Optimized with Ring AllReduce for communication, Ring AllReduce is a very efficient solution for HBC. Baidu Silicon Valley's lab ported the Ring AllReduce solution to GPU communication. Ring AllReduce is very simple. The principle is that when the first round of data is being communicated, each node is doing data transmission to the next node. This data is passed to the next node in an orderly manner, and the traffic of the data does not increase as the number of nodes increases. There are many ways to implement Ring AllReduce. Ali is based on the Rendzvous interface. Rendzvous is an interface of gRPC, RDMA, and NCCL. After implementing Ring AllReduce based on the underlying implementation, we only need to make a declaration in the code.
Communication performance optimization is the underlying gRPC handler using multi-thread parallel processing. The blue color shown above is multi-threaded communication, and orange is the most primitive open source communication.
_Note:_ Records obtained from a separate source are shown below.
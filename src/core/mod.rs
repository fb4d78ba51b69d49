//! Core domain types
//!
//! This module contains the fundamental domain types with zero I/O.
//! All types here are pure, testable, and rebuilt cheaply on demand.

mod attempt;
mod grid;
mod judgement;

pub use attempt::{AttemptBuffer, BACKSPACE_KEY_CODE, LETTER_KEY_CODES};
pub use grid::{JudgementGrid, LetterFact};
pub use judgement::{Cell, Judgement};

/// Fixed word length of the puzzle
pub const WORD_LENGTH: usize = 5;
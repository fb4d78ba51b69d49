//! Keystroke orchestration
//!
//! The [`Monitor`] is the only component touching the storage boundary.
//! On every keystroke it runs one complete, synchronous pass: re-read
//! and re-parse the board state, update the attempt buffer, run every
//! rule, report the failures. The grid is rebuilt from storage on every
//! pass rather than cached: the state may have changed under us since
//! the last keystroke.

use crate::core::{AttemptBuffer, JudgementGrid};
use crate::report::{Violation, collect_violations};
use crate::rules::run_all;
use crate::state::StateStore;
use tracing::debug;

/// Everything one validation session mutates
///
/// Owned exclusively by the [`Monitor`]; nothing else may touch the
/// buffer, and the grid slot is overwritten wholesale on every pass.
#[derive(Debug, Clone, Default)]
pub struct Session {
    grid: Option<JudgementGrid>,
    attempt: AttemptBuffer,
}

impl Session {
    /// Fresh session with no known state and nothing typed
    #[must_use]
    pub fn new() -> Self {
        Self::default()
    }

    /// The grid from the most recent pass, if storage was readable
    #[must_use]
    pub fn grid(&self) -> Option<&JudgementGrid> {
        self.grid.as_ref()
    }

    /// The live attempt buffer
    #[must_use]
    pub fn attempt(&self) -> &AttemptBuffer {
        &self.attempt
    }
}

/// Drives parse → update → validate → report for each keystroke
pub struct Monitor<S: StateStore> {
    store: S,
    session: Session,
}

impl<S: StateStore> Monitor<S> {
    /// Create a monitor over a store, with a fresh session
    pub fn new(store: S) -> Self {
        Self {
            store,
            session: Session::new(),
        }
    }

    /// Run one full pass for a raw key code
    ///
    /// Storage is re-read every time; an unreadable value clears the
    /// grid so every rule passes vacuously. Returns the violations the
    /// rendering boundary should display, empty when the attempt is
    /// consistent with everything known.
    pub fn handle_key(&mut self, code: u8) -> Vec<Violation> {
        self.refresh_grid();
        self.session.attempt.apply_key(code);
        self.validate()
    }

    /// Re-run validation without a keystroke (storage may have changed)
    pub fn revalidate(&mut self) -> Vec<Violation> {
        self.refresh_grid();
        self.validate()
    }

    /// Clear the typed letters, keeping the parsed grid
    ///
    /// The buffer is never cleared automatically; submission is not a
    /// transition this engine observes. Hosts resynchronize through
    /// this explicit call.
    pub fn reset_attempt(&mut self) {
        self.session.attempt.reset();
    }

    /// The current session state, for rendering
    #[must_use]
    pub fn session(&self) -> &Session {
        &self.session
    }

    fn refresh_grid(&mut self) {
        self.session.grid = self.store.load_state().map(|state| state.to_grid());

        match &self.session.grid {
            Some(grid) => debug!(rows_known = grid.rows_known(), "board state parsed"),
            None => debug!("no readable board state, all rules pass"),
        }
    }

    fn validate(&self) -> Vec<Violation> {
        let results = run_all(self.session.grid.as_ref(), &self.session.attempt);
        collect_violations(&results)
    }
}
//! Per-cell board judgements
//!
//! The puzzle grades every letter of a submitted guess with one of three
//! verdicts, persisted as the literal strings `"correct"`, `"present"`,
//! and `"absent"`. A `Cell` pairs one graded letter with its verdict.

use serde::{Deserialize, Serialize};
use std::fmt;

/// The puzzle's verdict on a letter at a position
#[derive(Debug, Clone, Copy, PartialEq, Eq, Hash, Serialize, Deserialize)]
#[serde(rename_all = "lowercase")]
pub enum Judgement {
    /// Right letter, right spot
    Correct,
    /// Letter in the word, wrong spot
    Present,
    /// Letter not in the word at all
    Absent,
}

impl Judgement {
    /// The wire literal this judgement is persisted as
    #[inline]
    #[must_use]
    pub const fn as_str(self) -> &'static str {
        match self {
            Self::Correct => "correct",
            Self::Present => "present",
            Self::Absent => "absent",
        }
    }
}

impl fmt::Display for Judgement {
    fn fmt(&self, f: &mut fmt::Formatter<'_>) -> fmt::Result {
        f.write_str(self.as_str())
    }
}

/// One graded square of the board history
///
/// Immutable once parsed; the grid rebuilds every cell from persisted
/// state on each validation pass.
#[derive(Debug, Clone, Copy, PartialEq, Eq)]
pub struct Cell {
    letter: u8,
    judgement: Judgement,
}

impl Cell {
    /// Create a cell, normalizing the letter to ASCII uppercase
    #[inline]
    #[must_use]
    pub const fn new(letter: u8, judgement: Judgement) -> Self {
        Self {
            letter: letter.to_ascii_uppercase(),
            judgement,
        }
    }

    /// The graded letter (ASCII uppercase)
    #[inline]
    #[must_use]
    pub const fn letter(self) -> u8 {
        self.letter
    }

    /// The verdict on this letter
    #[inline]
    #[must_use]
    pub const fn judgement(self) -> Judgement {
        self.judgement
    }
}
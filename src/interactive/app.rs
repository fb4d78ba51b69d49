//! Watch-mode application state and logic
//!
//! Stands in for the host page: a raw-mode terminal whose keystrokes
//! drive the monitor one complete pass at a time, with the alert block
//! rendered beside the live board. One event queue, one handler; a pass
//! always finishes before the next event is read.

use crate::core::BACKSPACE_KEY_CODE;
use crate::engine::Monitor;
use crate::report::Violation;
use crate::state::StateStore;
use anyhow::Result;
use crossterm::{
    event::{self, Event, KeyCode, KeyEventKind, KeyModifiers},
    execute,
    terminal::{EnterAlternateScreen, LeaveAlternateScreen, disable_raw_mode, enable_raw_mode},
};
use ratatui::{Terminal, backend::CrosstermBackend};
use std::io;

/// Key code fed through for events the buffer ignores
///
/// The pass still runs (storage is re-read) but the buffer stays put.
const IGNORED_KEY_CODE: u8 = 0;

/// Application state for watch mode
pub struct App<S: StateStore> {
    pub monitor: Monitor<S>,
    pub violations: Vec<Violation>,
    pub should_quit: bool,
}

impl<S: StateStore> App<S> {
    #[must_use]
    pub fn new(store: S) -> Self {
        Self {
            monitor: Monitor::new(store),
            violations: Vec::new(),
            should_quit: false,
        }
    }

    /// Run one pass for a raw key code and keep its report
    pub fn press(&mut self, code: u8) {
        self.violations = self.monitor.handle_key(code);
    }

    /// Clear the typed letters and re-check
    pub fn clear_attempt(&mut self) {
        self.monitor.reset_attempt();
        self.violations = self.monitor.revalidate();
    }

    /// Map a terminal key event to a raw key code, or intercept it
    fn handle_event(&mut self, code: KeyCode, modifiers: KeyModifiers) {
        match code {
            KeyCode::Char('c') if modifiers.contains(KeyModifiers::CONTROL) => {
                self.should_quit = true;
            }
            KeyCode::Char('r') if modifiers.contains(KeyModifiers::CONTROL) => {
                self.clear_attempt();
            }
            KeyCode::Esc => {
                self.should_quit = true;
            }
            KeyCode::Char(c) if c.is_ascii_alphabetic() => {
                self.press(c.to_ascii_uppercase() as u8);
            }
            KeyCode::Backspace => {
                self.press(BACKSPACE_KEY_CODE);
            }
            _ => {
                self.press(IGNORED_KEY_CODE);
            }
        }
    }
}

/// Run the watch-mode TUI
///
/// # Errors
///
/// Returns an error if terminal setup/cleanup fails or if there's an I/O
/// error during rendering or event handling.
pub fn run_watch<S: StateStore>(app: App<S>) -> Result<()> {
    // Setup terminal
    enable_raw_mode()?;
    let mut stdout = io::stdout();
    execute!(stdout, EnterAlternateScreen)?;
    let backend = CrosstermBackend::new(stdout);
    let mut terminal = Terminal::new(backend)?;

    // Run app
    let res = run_app(&mut terminal, app);

    // Restore terminal
    disable_raw_mode()?;
    execute!(terminal.backend_mut(), LeaveAlternateScreen)?;
    terminal.show_cursor()?;

    if let Err(err) = res {
        eprintln!("Error: {err}");
    }

    Ok(())
}

fn run_app<B: ratatui::backend::Backend, S: StateStore>(
    terminal: &mut Terminal<B>,
    mut app: App<S>,
) -> Result<()> {
    // First read before any keystroke, so the board shows immediately
    app.violations = app.monitor.revalidate();

    loop {
        terminal.draw(|f| super::rendering::ui(f, &app))?;

        if let Event::Key(key) = event::read()? {
            // Only process key press events (fixes Windows double-input bug)
            if key.kind != KeyEventKind::Press {
                continue;
            }

            app.handle_event(key.code, key.modifiers);
        }

        if app.should_quit {
            break;
        }
    }

    Ok(())
}
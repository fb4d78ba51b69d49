//! Board snapshot command
//!
//! Reads and parses the stored board once so it can be printed.

use crate::core::JudgementGrid;
use crate::state::StateStore;

/// The parsed board, ready for rendering
pub struct ShowResult {
    /// `None` when storage held no readable state
    pub grid: Option<JudgementGrid>,
}

impl ShowResult {
    /// Graded rows in the snapshot
    #[must_use]
    pub fn rows_known(&self) -> usize {
        self.grid.as_ref().map_or(0, JudgementGrid::rows_known)
    }
}

/// Parse the stored board state into a snapshot
pub fn run_show<S: StateStore>(store: &S) -> ShowResult {
    ShowResult {
        grid: store.load_state().map(|state| state.to_grid()),
    }
}

#[cfg(test)]
mod tests {
    use super::*;
    use crate::state::{MemoryStore, STATE_KEY};

    #[test]
    fn snapshot_of_seeded_store() {
        let mut store = MemoryStore::new();
        store.insert(
            STATE_KEY,
            r#"{
                "boardState": ["crane", ""],
                "evaluations": [["absent", "absent", "correct", "absent", "present"], null]
            }"#,
        );

        let result = run_show(&store);
        assert_eq!(result.rows_known(), 1);
        assert_eq!(result.grid.unwrap().rows().len(), 2);
    }

    #[test]
    fn snapshot_of_empty_store() {
        let result = run_show(&MemoryStore::new());
        assert!(result.grid.is_none());
        assert_eq!(result.rows_known(), 0);
    }
}
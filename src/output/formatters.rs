//! Formatting utilities for terminal output

use crate::core::{AttemptBuffer, Cell, Judgement, WORD_LENGTH};

/// Emoji square for a judgement
#[must_use]
pub const fn judgement_square(judgement: Judgement) -> char {
    match judgement {
        Judgement::Correct => '🟩',
        Judgement::Present => '🟨',
        Judgement::Absent => '⬜',
    }
}

/// Format a graded row as five emoji squares
#[must_use]
pub fn row_squares(row: &[Cell; WORD_LENGTH]) -> String {
    row.iter()
        .map(|cell| judgement_square(cell.judgement()))
        .collect()
}

/// Format a graded row's letters as a word
#[must_use]
pub fn row_letters(row: &[Cell; WORD_LENGTH]) -> String {
    row.iter().map(|cell| cell.letter() as char).collect()
}

/// Format the attempt with underscores for slots not yet typed
///
/// A three-letter attempt renders as `CRA__`.
#[must_use]
pub fn attempt_slots(attempt: &AttemptBuffer) -> String {
    let mut slots = String::with_capacity(WORD_LENGTH);
    for position in 0..WORD_LENGTH {
        match attempt.letter_at(position) {
            Some(letter) => slots.push(letter as char),
            None => slots.push('_'),
        }
    }
    slots
}
//! Terminal output formatting
//!
//! Display utilities for CLI results and pretty-printing.

pub mod display;
pub mod formatters;

pub use display::{print_check_result, print_show_result};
From the above data, we can see that the number of oranges is decreasing when changing from 64 cards to 128 cards, while the multi-thread communication blue is increasing. As can be seen from the figure, the use of multi-threaded parallel processing 64 card will increase by 1 time, 128 cards increased by more than 3 times. Therefore, the more cards, the higher the performance.
Internal case
One of the cases is the review of Taobao pictures. If the seller posts some pornographic images, they will be automatically recognized in the background. The first two cards were used, and the entire model took 288 hours to train. Later, I used Ali's framework to train with 16 machines and 32 cards in a distributed environment. It took only 20 hours to complete the training, which was 14 times faster than the single machine.